Ou seja, é assim anunciada uma terceira via de ensino superior , nem peixe nem carne, como se não bastasse a já indesejável promiscuidade entre ensino universitário e ensino politécnico (os dois únicos subsistemas de ensino superior com existência legal) que tanto desprestigia aquele e nada lustra este.

Anónimo disse...

Caro Rui Baptista,
Mais uns pontos:
a) O ensino tem de valorizar e encaminhar as aptidões de cada aluno e ter - não sei se é a palavra mais adequada - a coragem de criar turmas com desafios e objectivos diferentes: os que têm mais aptidão intelectual para um ensino universitário, os que têm mais capacidade e destreza para actividades manuais e por aí adiante, valorizando, cada um, nos objectivos que atingiu. quando se pretende levar tudopor igual, cai-se no facilitismo e cria-se desinteresse, o que leva a nivelar por baixo para garantir o sucesso da escolaridade obrigatória (que concordo, mas com graus de exigência diferentes e adequados).
b) Sobre um post de um senhor canadiano:
Antes de entrar no "magalhães". Se pedir a um aluno que determine a raiz quadrada de 44, provavelmente irá a máquina de calcular (hoje, ao telemóvel) e diz-lhe o resultado, que tanto pode ser 6,6... como 8,34... Foi o que a máquina deu! É este o problema: não há um poder crítico sobre os resultados por que há um desconhecimento de como se determina. Voltando ao exemplo do post, quando se pediu para procurar o significado de "equinócio". (continua)

João Moreira

Anónimo disse...

(continuação)

Os alunos foram dando a resposta...
A utilização da Internet para realizar buscas e trabalhos a este nível tem de ser ponderado. Não basta fazer copy/paste dos conteúdos (o que é usual). O conteúdo dos temas tanto é para o "leigo" como para o conhecedor. Que possibilidades têm estes miúdos de sintetizarem o que foram procurar? Que bases têm para explicar este tipo de fenómenos? Será este o melhor meio de criar pessoas com capacidade de poder crítico e interpretativo do que encontram/procuram?

joão Moreira

Rui Baptista disse...

Caro João Moreira: Plenamente de acordo. Um dos males do nosso ensino reside numa tentativa de clonagem. Pega-se num aluno aplicado e genial que terminou com elevadas classificações uma licenciatura universitária (antes de Bolonha), e, a partir daqui, temos um Portugal prenhe de licenciados ao mais alto nível.

Viveu Fernando Pessoa em século sem estes avanços científicos "dollyanos", daí, talvez, ter escrito: “É preciso violentar todo o sentimento de igualdade que sob o aspecto de justiça real tem paralisado tantas vontades e tantos génios, e que, aparentando salvaguardar a liberdade, é a maior das injustiças e a pior das tiranias”.

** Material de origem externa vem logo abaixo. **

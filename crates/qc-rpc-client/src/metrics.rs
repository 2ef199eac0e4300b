//! Client-side counters.
//!
//! Plain atomics; callers export them however they like via `snapshot()`.

use std::sync::atomic::{AtomicU64, Ordering};

/// Ledger client metrics
#[derive(Debug, Default)]
pub struct ClientMetrics {
    // Request/response channel
    pub rpc_requests: AtomicU64,
    pub rpc_errors: AtomicU64,
    pub rate_limit_retries: AtomicU64,

    // Notification channel
    pub connections_opened: AtomicU64,
    pub connections_lost: AtomicU64,
    pub subscribe_requests: AtomicU64,
    pub unsubscribe_requests: AtomicU64,
    pub notifications_dispatched: AtomicU64,
    pub notifications_dropped: AtomicU64,
    pub callback_panics: AtomicU64,

    // Blockhash cache
    pub blockhash_refreshes: AtomicU64,
    pub duplicate_signatures: AtomicU64,

    // Confirmation
    pub confirmations_succeeded: AtomicU64,
    pub confirmations_expired: AtomicU64,
    pub confirmations_timed_out: AtomicU64,
}

/// Point-in-time copy of [`ClientMetrics`].
#[derive(Debug, Clone, Copy, Default, PartialEq, Eq)]
pub struct MetricsSnapshot {
    pub rpc_requests: u64,
    pub rpc_errors: u64,
    pub rate_limit_retries: u64,
    pub connections_opened: u64,
    pub connections_lost: u64,
    pub subscribe_requests: u64,
    pub unsubscribe_requests: u64,
    pub notifications_dispatched: u64,
    pub notifications_dropped: u64,
    pub callback_panics: u64,
    pub blockhash_refreshes: u64,
    pub duplicate_signatures: u64,
    pub confirmations_succeeded: u64,
    pub confirmations_expired: u64,
    pub confirmations_timed_out: u64,
}

impl ClientMetrics {
    pub fn new() -> Self {
        Self::default()
    }

    /// Increment a counter
    pub fn inc(counter: &AtomicU64) {
        counter.fetch_add(1, Ordering::Relaxed);
    }

    pub fn snapshot(&self) -> MetricsSnapshot {
        let load = |counter: &AtomicU64| counter.load(Ordering::Relaxed);
        MetricsSnapshot {
            rpc_requests: load(&self.rpc_requests),
            rpc_errors: load(&self.rpc_errors),
            rate_limit_retries: load(&self.rate_limit_retries),
            connections_opened: load(&self.connections_opened),
            connections_lost: load(&self.connections_lost),
            subscribe_requests: load(&self.subscribe_requests),
            unsubscribe_requests: load(&self.unsubscribe_requests),
            notifications_dispatched: load(&self.notifications_dispatched),
            notifications_dropped: load(&self.notifications_dropped),
            callback_panics: load(&self.callback_panics),
            blockhash_refreshes: load(&self.blockhash_refreshes),
            duplicate_signatures: load(&self.duplicate_signatures),
            confirmations_succeeded: load(&self.confirmations_succeeded),
            confirmations_expired: load(&self.confirmations_expired),
            confirmations_timed_out: load(&self.confirmations_timed_out),
        }
    }
}
//! Outbound ports for the ledger client.

use crate::domain::types::{BlockhashWithExpiry, SignedTransaction};
use crate::error::{ClientError, SignerError, TransportError};
use async_trait::async_trait;
use std::sync::Arc;
use tokio::sync::mpsc;

/// Raw HTTP reply: the status and the undecoded body.
#[derive(Debug, Clone, PartialEq, Eq)]
pub struct HttpReply {
    pub status: u16,
    pub body: String,
}

impl HttpReply {
    pub fn is_success(&self) -> bool {
        (200..300).contains(&self.status)
    }
}

/// Request/response transport carrying serialized JSON-RPC bodies.
///
/// Implementations report the HTTP status as-is; retry and envelope
/// decoding live in the gateway.
#[async_trait]
pub trait RpcTransport: Send + Sync {
    async fn post(&self, body: String) -> Result<HttpReply, TransportError>;
}

/// Frame sent to the notification server.
#[derive(Debug, Clone, PartialEq, Eq)]
pub enum OutboundFrame {
    Text(String),
    /// Keepalive
    Ping,
    Close,
}

/// Frame received from the notification server.
#[derive(Debug, Clone, PartialEq, Eq)]
pub enum InboundFrame {
    Text(String),
    /// Transport error; the connection may still be usable
    Error(String),
    /// Server closed the connection
    Closed,
}

/// One live duplex connection.
///
/// The connection is torn down when `outgoing` is dropped; the adapter ends
/// `incoming` once the socket is gone.
pub struct PubsubChannel {
    pub outgoing: mpsc::UnboundedSender<OutboundFrame>,
    pub incoming: mpsc::UnboundedReceiver<InboundFrame>,
}

/// Opens notification connections.
#[async_trait]
pub trait PubsubConnector: Send + Sync {
    async fn connect(&self) -> Result<PubsubChannel, TransportError>;
}

/// External signer; key material never enters the client.
#[async_trait]
pub trait TransactionSigner: Send + Sync {
    /// Base58 public key
    fn pubkey(&self) -> String;

    async fn sign_message(&self, message: &[u8]) -> Result<Vec<u8>, SignerError>;
}

/// Builds and signs a transaction against a given blockhash.
///
/// Encapsulates the transaction codec, which is outside this crate.
#[async_trait]
pub trait TransactionBuilder: Send + Sync {
    async fn build(
        &self,
        blockhash: &BlockhashWithExpiry,
        signers: &[Arc<dyn TransactionSigner>],
    ) -> Result<SignedTransaction, ClientError>;
}
//! Typed queries used by the client core.
//!
//! Only the methods the blockhash cache, the confirmation flow and
//! transaction submission need; other payloads stay opaque `Value`s.

use crate::domain::jsonrpc::build_args;
use crate::domain::types::{
    BlockhashWithExpiry, Commitment, RpcResponse, SendOptions, Signature, SignatureStatus,
    SimulationResult,
};
use crate::error::{ClientError, ClientResult};
use crate::gateway::RequestGateway;
use serde_json::{json, Map, Value};

impl RequestGateway {
    fn query_commitment(&self, commitment: Option<Commitment>) -> Option<Commitment> {
        commitment.or(self.commitment())
    }

    /// getLatestBlockhash
    pub async fn get_latest_blockhash(
        &self,
        commitment: Option<Commitment>,
    ) -> ClientResult<RpcResponse<BlockhashWithExpiry>> {
        let params = build_args(vec![], self.query_commitment(commitment), None, None);
        self.call_typed("getLatestBlockhash", params).await
    }

    /// getBlockHeight
    pub async fn get_block_height(&self, commitment: Option<Commitment>) -> ClientResult<u64> {
        let params = build_args(vec![], self.query_commitment(commitment), None, None);
        self.call_typed("getBlockHeight", params).await
    }

    /// getSlot
    pub async fn get_slot(&self, commitment: Option<Commitment>) -> ClientResult<u64> {
        let params = build_args(vec![], self.query_commitment(commitment), None, None);
        self.call_typed("getSlot", params).await
    }

    /// getBalance, in lamports
    pub async fn get_balance(
        &self,
        address: &str,
        commitment: Option<Commitment>,
    ) -> ClientResult<RpcResponse<u64>> {
        let params = build_args(
            vec![Value::from(address)],
            self.query_commitment(commitment),
            None,
            None,
        );
        self.call_typed("getBalance", params).await
    }

    /// getAccountInfo with base64 data; `None` when the account does not exist.
    pub async fn get_account_info(
        &self,
        address: &str,
        commitment: Option<Commitment>,
    ) -> ClientResult<RpcResponse<Option<Value>>> {
        let params = build_args(
            vec![Value::from(address)],
            self.query_commitment(commitment),
            Some("base64"),
            None,
        );
        self.call_typed("getAccountInfo", params).await
    }

    /// getSignatureStatuses; entries are `None` for unknown signatures.
    pub async fn get_signature_statuses(
        &self,
        signatures: &[String],
        search_transaction_history: bool,
    ) -> ClientResult<RpcResponse<Vec<Option<SignatureStatus>>>> {
        let mut params = vec![json!(signatures)];
        if search_transaction_history {
            params.push(json!({ "searchTransactionHistory": true }));
        }
        self.call_typed("getSignatureStatuses", params).await
    }

    /// getVersion
    pub async fn get_version(&self) -> ClientResult<Value> {
        self.call("getVersion", vec![]).await
    }

    /// sendTransaction with a base64 wire payload.
    ///
    /// Server rejections come back as [`ClientError::SendTransaction`] with
    /// the preflight logs when the node attached them.
    pub async fn send_encoded_transaction(
        &self,
        payload: &str,
        options: &SendOptions,
    ) -> ClientResult<Signature> {
        let mut config = Map::new();
        if options.skip_preflight {
            config.insert("skipPreflight".into(), Value::Bool(true));
        }
        if let Some(commitment) = options.preflight_commitment.or(self.commitment()) {
            config.insert("preflightCommitment".into(), Value::from(commitment.as_str()));
        }
        if let Some(max_retries) = options.max_retries {
            config.insert("maxRetries".into(), Value::from(max_retries));
        }
        if let Some(slot) = options.min_context_slot {
            config.insert("minContextSlot".into(), Value::from(slot));
        }
        let params = build_args(vec![Value::from(payload)], None, Some("base64"), Some(config));

        let signature: String = self
            .call_typed("sendTransaction", params)
            .await
            .map_err(|e| match e {
                ClientError::Rpc(err) => ClientError::SendTransaction {
                    logs: err.logs(),
                    message: err.message,
                },
                other => other,
            })?;
        signature.parse()
    }

    /// simulateTransaction with a base64 wire payload.
    pub async fn simulate_encoded_transaction(
        &self,
        payload: &str,
        commitment: Option<Commitment>,
    ) -> ClientResult<RpcResponse<SimulationResult>> {
        let params = build_args(
            vec![Value::from(payload)],
            self.query_commitment(commitment),
            Some("base64"),
            None,
        );
        self.call_typed("simulateTransaction", params).await
    }
}

#[cfg(test)]
mod tests {
    use crate::domain::config::RpcConfig;
    use crate::domain::types::{Commitment, SendOptions, Signature};
    use crate::error::{codes, ClientError, RpcError};
    use crate::gateway::RequestGateway;
    use crate::metrics::ClientMetrics;
    use crate::testing::MockRpcTransport;
    use serde_json::json;
    use std::sync::Arc;

    fn gateway(transport: Arc<MockRpcTransport>, commitment: Option<Commitment>) -> RequestGateway {
        RequestGateway::new(
            transport,
            &RpcConfig::default(),
            commitment,
            Arc::new(ClientMetrics::new()),
        )
    }

    #[tokio::test]
    async fn test_default_commitment_applied() {
        let transport = MockRpcTransport::new(|_, _| Ok(json!(100)));
        let gateway = gateway(transport.clone(), Some(Commitment::Confirmed));

        assert_eq!(gateway.get_block_height(None).await.unwrap(), 100);
        gateway.get_block_height(Some(Commitment::Processed)).await.unwrap();

        let calls = transport.calls();
        assert_eq!(calls[0].1, json!([{ "commitment": "confirmed" }]));
        assert_eq!(calls[1].1, json!([{ "commitment": "processed" }]));
    }

    #[tokio::test]
    async fn test_no_commitment_sends_bare_params() {
        let transport = MockRpcTransport::new(|_, _| Ok(json!(7)));
        let gateway = gateway(transport.clone(), None);

        gateway.get_slot(None).await.unwrap();
        assert_eq!(transport.calls()[0].1, json!([]));
    }

    #[tokio::test]
    async fn test_latest_blockhash_decoding() {
        let transport = MockRpcTransport::new(|_, _| {
            Ok(json!({
                "context": { "slot": 9 },
                "value": { "blockhash": "hash-a", "lastValidBlockHeight": 150 }
            }))
        });
        let gateway = gateway(transport, None);

        let response = gateway.get_latest_blockhash(Some(Commitment::Finalized)).await.unwrap();
        assert_eq!(response.context.slot, 9);
        assert_eq!(response.value.blockhash.0, "hash-a");
        assert_eq!(response.value.last_valid_block_height, 150);
    }

    #[tokio::test]
    async fn test_signature_statuses_with_unknown_entries() {
        let transport = MockRpcTransport::new(|_, _| {
            Ok(json!({
                "context": { "slot": 5 },
                "value": [
                    null,
                    { "slot": 4, "confirmations": null, "err": null, "confirmationStatus": "finalized" }
                ]
            }))
        });
        let gateway = gateway(transport.clone(), None);

        let response = gateway
            .get_signature_statuses(&["a".into(), "b".into()], true)
            .await
            .unwrap();
        assert!(response.value[0].is_none());
        assert!(response.value[1].as_ref().unwrap().satisfies(Commitment::Finalized));
        assert_eq!(
            transport.calls()[0].1,
            json!([["a", "b"], { "searchTransactionHistory": true }])
        );
    }

    #[tokio::test]
    async fn test_send_preflight_failure_carries_logs() {
        let transport = MockRpcTransport::new(|_, _| {
            Err(RpcError::with_data(
                codes::SEND_TRANSACTION_PREFLIGHT_FAILURE,
                "Transaction simulation failed: Error processing Instruction 0",
                json!({ "logs": ["Program X invoke [1]", "Program X failed"] }),
            ))
        });
        let gateway = gateway(transport, None);

        let err = gateway
            .send_encoded_transaction("AQID", &SendOptions::default())
            .await
            .unwrap_err();
        match err {
            ClientError::SendTransaction { message, logs } => {
                assert!(message.starts_with("Transaction simulation failed"));
                assert_eq!(logs.unwrap().len(), 2);
            }
            other => panic!("unexpected error: {other}"),
        }
    }

    #[tokio::test]
    async fn test_send_options_serialized() {
        let signature = Signature::from_bytes(&[3u8; 64]);
        let expected = signature.to_string();
        let transport = MockRpcTransport::new(move |_, _| Ok(json!(expected)));
        let gateway = gateway(transport.clone(), Some(Commitment::Confirmed));

        let options = SendOptions {
            skip_preflight: true,
            max_retries: Some(2),
            ..SendOptions::default()
        };
        let returned = gateway.send_encoded_transaction("AQID", &options).await.unwrap();

        assert_eq!(returned, signature);
        assert_eq!(
            transport.calls()[0].1,
            json!([
                "AQID",
                {
                    "encoding": "base64",
                    "maxRetries": 2,
                    "preflightCommitment": "confirmed",
                    "skipPreflight": true
                }
            ])
        );
    }
}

Suponhamos que obrigavam Cristiano Ronaldo atirar uma licenciatura. Independentemente de o conseguir ou não, seria o genial jogador de futebol que é? Suponhamos, ainda, que o nosso festejado internacionalmente neurocientista António Damásio tinha sido obrigado a seguir a carreira de futebolista. Um disparate, não é? Pois é essa verdadeira aberração que se passa no nosso ensino em que chega a ser tido como mais importante ter uma licenciatura universitária (ainda que obtida a martelo ) do que ser responsável pelos destinos políticos de um país.

Ou seja, Portugal não se consegue libertar do fascínio dos diplomas como atestado de valores culturais e científicos de faz de conta por não serem alcançados com o esforço de um estudo aturado, apenas com a finalidade de servir de dados estatísticos de exportação que deixem boquiabertos os países mais desenvolvidos no âmbito da educação. Mas não nos deixemos iludir: Oliveira Martins e Alexandre Herculano (sem qualquer diploma de ensino superior)) realizaram uma obra cultural ímpar que muito honra a cultura portuguesa.